### Exercise requirements
Your task is to repeat the entries exactly from their first line through the line with "impl fmt::Display for", and to stop there.

=== Supplied records ===

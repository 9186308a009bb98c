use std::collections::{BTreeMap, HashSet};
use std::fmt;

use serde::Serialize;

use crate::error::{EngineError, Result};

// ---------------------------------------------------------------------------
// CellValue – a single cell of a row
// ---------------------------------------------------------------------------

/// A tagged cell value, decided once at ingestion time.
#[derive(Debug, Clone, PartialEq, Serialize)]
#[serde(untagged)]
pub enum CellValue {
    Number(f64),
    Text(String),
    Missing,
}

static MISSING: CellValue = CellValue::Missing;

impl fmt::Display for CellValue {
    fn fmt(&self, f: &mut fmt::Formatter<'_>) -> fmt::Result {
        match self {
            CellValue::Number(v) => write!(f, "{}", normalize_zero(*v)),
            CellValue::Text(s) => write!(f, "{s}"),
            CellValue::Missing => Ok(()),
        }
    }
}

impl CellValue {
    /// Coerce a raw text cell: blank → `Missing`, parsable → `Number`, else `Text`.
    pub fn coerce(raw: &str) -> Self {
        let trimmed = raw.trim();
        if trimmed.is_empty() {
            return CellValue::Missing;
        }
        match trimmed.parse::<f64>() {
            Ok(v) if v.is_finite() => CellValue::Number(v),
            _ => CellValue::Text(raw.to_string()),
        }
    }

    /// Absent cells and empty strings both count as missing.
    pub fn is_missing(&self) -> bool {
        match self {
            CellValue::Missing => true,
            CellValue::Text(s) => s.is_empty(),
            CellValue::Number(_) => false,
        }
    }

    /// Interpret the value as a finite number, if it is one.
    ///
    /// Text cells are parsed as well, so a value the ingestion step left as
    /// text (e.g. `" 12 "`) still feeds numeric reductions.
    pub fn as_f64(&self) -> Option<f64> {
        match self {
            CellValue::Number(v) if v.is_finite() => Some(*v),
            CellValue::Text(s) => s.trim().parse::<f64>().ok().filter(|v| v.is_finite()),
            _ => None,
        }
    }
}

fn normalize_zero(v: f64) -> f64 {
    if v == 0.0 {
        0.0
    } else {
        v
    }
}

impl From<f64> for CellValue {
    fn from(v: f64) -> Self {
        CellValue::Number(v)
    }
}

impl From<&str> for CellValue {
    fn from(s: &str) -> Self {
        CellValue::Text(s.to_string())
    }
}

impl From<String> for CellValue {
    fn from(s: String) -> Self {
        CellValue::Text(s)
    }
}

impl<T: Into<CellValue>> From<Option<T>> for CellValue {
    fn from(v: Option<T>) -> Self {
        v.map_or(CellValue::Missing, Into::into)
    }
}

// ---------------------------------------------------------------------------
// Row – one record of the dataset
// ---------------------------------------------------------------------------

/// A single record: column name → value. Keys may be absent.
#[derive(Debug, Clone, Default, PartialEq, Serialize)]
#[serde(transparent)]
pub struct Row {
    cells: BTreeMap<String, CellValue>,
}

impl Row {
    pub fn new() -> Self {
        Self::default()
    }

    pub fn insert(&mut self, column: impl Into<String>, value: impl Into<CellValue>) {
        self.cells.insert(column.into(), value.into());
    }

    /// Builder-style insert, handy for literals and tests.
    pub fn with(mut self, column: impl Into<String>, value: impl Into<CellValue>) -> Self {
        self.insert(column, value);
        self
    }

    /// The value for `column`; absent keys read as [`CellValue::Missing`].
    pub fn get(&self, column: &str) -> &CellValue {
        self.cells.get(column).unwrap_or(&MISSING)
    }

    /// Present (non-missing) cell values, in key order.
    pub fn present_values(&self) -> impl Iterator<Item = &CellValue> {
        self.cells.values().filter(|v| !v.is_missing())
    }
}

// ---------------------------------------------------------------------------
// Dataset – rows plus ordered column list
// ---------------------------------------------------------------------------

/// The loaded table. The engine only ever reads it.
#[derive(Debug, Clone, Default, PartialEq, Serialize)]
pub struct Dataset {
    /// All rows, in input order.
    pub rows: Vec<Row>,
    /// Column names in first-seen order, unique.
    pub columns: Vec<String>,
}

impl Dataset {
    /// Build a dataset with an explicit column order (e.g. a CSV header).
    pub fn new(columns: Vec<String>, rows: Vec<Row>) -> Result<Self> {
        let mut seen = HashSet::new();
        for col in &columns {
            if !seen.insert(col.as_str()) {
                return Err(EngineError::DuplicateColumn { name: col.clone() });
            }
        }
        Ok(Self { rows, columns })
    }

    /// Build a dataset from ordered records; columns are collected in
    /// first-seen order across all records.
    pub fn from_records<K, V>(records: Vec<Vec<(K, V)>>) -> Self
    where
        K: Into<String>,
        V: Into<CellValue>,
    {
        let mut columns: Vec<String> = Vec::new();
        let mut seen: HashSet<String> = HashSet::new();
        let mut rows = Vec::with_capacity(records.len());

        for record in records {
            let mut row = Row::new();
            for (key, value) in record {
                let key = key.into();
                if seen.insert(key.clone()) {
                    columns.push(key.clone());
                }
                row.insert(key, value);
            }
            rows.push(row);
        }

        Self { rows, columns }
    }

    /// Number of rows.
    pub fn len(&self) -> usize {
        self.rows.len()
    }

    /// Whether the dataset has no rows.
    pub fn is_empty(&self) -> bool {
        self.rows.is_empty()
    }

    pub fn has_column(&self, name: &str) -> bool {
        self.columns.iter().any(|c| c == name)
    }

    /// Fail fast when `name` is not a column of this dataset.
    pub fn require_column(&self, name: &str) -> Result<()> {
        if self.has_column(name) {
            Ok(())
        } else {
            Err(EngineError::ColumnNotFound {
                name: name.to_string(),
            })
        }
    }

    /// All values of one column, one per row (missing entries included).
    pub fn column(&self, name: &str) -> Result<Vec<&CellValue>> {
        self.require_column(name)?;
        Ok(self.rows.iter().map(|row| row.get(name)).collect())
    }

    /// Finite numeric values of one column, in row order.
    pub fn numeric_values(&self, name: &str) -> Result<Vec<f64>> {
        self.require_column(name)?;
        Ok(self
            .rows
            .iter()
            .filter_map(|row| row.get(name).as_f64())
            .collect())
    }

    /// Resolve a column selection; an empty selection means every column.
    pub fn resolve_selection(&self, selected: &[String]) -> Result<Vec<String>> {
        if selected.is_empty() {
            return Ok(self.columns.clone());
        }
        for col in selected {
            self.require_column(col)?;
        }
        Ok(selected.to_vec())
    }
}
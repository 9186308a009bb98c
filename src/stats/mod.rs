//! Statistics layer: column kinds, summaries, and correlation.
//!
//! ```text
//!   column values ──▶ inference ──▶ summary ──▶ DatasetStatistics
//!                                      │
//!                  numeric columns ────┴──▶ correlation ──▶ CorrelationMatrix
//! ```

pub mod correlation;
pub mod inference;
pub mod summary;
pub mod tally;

===

### Result for this task
repository 9186308a009bb98c
use std::collections::{BTreeMap, HashSet};
use std::fmt;

use serde::Serialize;

use crate::error::{EngineError, Result};

// ---------------------------------------------------------------------------
// CellValue – a single cell of a row
// ---------------------------------------------------------------------------

/// A tagged cell value, decided once at ingestion time.
#[derive(Debug, Clone, PartialEq, Serialize)]
#[serde(untagged)]
pub enum CellValue {
    Number(f64),
    Text(String),
    Missing,
}

static MISSING: CellValue = CellValue::Missing;

impl fmt::Display for CellValue {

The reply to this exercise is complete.